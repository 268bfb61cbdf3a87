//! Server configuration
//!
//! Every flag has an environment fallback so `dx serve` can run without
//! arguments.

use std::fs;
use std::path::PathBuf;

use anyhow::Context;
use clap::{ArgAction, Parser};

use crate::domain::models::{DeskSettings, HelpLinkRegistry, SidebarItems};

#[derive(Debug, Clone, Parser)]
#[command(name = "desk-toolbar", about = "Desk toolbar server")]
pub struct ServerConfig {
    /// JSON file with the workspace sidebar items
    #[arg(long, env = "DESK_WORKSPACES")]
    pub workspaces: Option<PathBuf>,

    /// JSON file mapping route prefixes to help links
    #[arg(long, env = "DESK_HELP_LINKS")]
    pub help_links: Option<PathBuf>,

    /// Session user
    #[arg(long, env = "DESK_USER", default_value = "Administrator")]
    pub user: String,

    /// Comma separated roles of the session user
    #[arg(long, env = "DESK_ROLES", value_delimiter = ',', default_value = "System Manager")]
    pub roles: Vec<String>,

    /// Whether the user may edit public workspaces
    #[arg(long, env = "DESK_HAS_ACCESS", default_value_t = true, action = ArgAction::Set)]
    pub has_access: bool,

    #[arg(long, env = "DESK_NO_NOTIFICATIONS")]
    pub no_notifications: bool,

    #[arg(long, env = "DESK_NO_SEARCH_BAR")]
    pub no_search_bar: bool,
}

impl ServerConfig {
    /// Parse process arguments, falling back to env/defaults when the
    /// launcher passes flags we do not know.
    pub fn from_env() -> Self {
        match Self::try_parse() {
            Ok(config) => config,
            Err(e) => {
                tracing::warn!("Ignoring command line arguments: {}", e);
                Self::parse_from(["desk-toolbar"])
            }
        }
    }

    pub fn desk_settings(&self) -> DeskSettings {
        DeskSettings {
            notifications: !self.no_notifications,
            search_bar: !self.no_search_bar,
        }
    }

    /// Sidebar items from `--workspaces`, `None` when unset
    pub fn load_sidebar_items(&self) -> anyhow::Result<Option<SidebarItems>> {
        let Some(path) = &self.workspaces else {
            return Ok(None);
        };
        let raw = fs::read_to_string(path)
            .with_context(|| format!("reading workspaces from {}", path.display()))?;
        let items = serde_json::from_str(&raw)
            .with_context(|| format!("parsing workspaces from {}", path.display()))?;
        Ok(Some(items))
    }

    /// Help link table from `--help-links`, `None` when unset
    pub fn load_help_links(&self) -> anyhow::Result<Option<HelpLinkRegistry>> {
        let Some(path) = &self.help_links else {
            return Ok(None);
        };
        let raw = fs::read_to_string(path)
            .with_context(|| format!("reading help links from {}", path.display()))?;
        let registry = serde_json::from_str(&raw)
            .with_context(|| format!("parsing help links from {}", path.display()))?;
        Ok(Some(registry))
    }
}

◇ ◇ ◇ ◇ ◇ ◇ ◇

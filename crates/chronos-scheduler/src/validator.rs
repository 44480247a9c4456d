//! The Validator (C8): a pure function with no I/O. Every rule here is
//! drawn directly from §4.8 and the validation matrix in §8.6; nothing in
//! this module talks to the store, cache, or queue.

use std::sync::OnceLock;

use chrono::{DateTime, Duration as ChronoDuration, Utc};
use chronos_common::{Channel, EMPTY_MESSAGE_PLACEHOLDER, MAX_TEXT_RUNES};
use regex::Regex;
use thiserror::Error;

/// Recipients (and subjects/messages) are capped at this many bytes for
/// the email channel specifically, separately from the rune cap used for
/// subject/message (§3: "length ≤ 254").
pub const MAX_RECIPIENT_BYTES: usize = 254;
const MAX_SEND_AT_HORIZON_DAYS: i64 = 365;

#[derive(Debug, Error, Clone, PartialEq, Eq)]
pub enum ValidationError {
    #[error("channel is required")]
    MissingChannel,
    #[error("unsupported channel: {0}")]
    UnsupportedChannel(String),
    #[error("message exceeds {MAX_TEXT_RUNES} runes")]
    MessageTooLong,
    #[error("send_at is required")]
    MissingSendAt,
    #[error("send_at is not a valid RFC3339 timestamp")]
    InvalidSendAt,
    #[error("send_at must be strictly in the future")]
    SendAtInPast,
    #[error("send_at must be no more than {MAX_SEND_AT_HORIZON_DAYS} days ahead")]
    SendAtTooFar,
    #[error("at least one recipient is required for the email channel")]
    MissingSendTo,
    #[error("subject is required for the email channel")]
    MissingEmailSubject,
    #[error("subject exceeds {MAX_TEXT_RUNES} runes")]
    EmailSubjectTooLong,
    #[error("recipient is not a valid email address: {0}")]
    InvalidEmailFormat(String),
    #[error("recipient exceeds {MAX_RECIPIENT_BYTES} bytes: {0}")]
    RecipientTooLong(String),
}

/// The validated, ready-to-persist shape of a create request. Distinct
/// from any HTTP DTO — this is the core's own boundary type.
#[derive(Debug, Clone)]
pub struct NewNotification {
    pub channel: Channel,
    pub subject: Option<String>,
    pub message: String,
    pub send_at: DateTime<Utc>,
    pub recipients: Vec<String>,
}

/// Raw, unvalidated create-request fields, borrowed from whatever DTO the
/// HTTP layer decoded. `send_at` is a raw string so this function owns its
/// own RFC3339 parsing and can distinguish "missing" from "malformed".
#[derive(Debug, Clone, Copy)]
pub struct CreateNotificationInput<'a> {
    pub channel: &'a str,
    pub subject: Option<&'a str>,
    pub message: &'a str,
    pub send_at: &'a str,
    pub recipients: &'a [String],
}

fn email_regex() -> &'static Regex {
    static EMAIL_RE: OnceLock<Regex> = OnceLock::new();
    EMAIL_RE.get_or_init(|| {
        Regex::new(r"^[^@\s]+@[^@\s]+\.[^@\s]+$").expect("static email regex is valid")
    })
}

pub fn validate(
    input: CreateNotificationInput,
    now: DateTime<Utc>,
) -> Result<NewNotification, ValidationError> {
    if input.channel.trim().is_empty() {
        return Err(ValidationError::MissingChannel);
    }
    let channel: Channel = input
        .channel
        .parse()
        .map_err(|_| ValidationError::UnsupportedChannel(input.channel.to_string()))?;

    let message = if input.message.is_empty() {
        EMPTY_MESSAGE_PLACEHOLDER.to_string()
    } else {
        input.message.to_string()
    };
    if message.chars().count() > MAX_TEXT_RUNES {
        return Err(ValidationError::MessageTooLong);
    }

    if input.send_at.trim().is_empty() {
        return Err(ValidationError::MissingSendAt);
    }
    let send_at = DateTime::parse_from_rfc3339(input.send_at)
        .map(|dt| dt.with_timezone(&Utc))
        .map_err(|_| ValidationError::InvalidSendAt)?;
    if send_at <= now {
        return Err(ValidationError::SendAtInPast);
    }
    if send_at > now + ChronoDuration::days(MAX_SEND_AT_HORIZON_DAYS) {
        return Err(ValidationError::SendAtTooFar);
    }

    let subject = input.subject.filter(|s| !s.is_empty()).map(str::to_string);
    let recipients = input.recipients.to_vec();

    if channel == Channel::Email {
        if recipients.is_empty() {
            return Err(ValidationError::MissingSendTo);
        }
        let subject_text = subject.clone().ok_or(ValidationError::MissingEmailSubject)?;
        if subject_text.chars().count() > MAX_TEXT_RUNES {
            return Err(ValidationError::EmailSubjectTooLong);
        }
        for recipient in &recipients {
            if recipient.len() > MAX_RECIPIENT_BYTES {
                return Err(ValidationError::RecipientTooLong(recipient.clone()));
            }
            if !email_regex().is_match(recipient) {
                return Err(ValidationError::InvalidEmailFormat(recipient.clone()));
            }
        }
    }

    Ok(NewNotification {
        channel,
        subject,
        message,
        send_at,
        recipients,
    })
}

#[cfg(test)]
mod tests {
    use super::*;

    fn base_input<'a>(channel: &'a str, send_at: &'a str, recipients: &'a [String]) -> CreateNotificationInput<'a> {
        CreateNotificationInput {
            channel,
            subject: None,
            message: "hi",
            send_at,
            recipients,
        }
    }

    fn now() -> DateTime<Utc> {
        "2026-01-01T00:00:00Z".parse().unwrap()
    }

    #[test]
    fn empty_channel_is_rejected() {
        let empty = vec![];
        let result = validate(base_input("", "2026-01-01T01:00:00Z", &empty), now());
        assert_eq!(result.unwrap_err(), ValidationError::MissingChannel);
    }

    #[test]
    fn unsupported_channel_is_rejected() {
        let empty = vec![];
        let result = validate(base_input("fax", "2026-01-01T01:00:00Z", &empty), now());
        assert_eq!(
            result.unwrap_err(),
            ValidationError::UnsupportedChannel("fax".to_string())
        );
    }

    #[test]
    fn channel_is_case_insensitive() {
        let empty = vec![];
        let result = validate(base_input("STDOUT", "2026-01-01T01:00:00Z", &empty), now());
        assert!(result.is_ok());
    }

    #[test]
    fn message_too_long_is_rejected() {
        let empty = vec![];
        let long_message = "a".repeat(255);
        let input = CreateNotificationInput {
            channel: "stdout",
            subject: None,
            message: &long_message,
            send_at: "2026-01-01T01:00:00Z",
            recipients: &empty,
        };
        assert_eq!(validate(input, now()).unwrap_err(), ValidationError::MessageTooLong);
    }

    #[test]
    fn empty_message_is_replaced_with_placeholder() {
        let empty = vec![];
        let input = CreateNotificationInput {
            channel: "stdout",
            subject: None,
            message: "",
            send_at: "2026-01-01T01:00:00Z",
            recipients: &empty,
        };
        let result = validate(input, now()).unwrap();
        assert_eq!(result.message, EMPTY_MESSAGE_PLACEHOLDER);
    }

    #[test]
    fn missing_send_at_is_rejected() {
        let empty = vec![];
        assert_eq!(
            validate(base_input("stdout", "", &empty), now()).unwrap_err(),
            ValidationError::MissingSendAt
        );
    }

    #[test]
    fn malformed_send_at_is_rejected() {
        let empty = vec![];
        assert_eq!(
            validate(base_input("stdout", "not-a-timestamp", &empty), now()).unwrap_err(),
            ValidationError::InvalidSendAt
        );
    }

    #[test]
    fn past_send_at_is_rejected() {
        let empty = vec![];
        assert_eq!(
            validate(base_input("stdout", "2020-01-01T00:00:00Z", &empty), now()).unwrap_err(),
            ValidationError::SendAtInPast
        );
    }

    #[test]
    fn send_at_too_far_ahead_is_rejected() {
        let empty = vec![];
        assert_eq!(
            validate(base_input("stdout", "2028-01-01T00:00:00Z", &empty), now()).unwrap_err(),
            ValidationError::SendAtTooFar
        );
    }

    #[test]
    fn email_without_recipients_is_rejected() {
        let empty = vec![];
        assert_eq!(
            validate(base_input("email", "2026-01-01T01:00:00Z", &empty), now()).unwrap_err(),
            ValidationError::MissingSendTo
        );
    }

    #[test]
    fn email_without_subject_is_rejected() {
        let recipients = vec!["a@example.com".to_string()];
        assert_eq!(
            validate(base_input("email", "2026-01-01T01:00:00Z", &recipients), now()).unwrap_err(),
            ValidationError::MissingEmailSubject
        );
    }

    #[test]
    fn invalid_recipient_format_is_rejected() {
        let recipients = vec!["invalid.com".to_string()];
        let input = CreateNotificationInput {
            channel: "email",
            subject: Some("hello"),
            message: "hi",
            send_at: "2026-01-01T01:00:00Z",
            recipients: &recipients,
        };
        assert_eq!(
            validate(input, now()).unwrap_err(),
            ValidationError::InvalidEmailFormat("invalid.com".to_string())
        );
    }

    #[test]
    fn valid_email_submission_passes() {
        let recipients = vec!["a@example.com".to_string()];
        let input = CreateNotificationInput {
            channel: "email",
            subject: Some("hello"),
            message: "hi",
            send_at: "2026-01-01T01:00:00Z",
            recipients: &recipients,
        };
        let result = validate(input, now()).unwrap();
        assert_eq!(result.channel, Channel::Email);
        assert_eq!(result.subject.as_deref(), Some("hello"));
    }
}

◇ ◇ ◇ ◇ ◇ ◇ ◇

▶ _Problem_
Using the listing above, pull out all lines that hold the word "Option".

▶ _Exercise result_
    pub workspaces: Option<PathBuf>,
    pub help_links: Option<PathBuf>,
    pub fn load_sidebar_items(&self) -> anyhow::Result<Option<SidebarItems>> {
    pub fn load_help_links(&self) -> anyhow::Result<Option<HelpLinkRegistry>> {
    pub subject: Option<String>,
    pub subject: Option<&'a str>,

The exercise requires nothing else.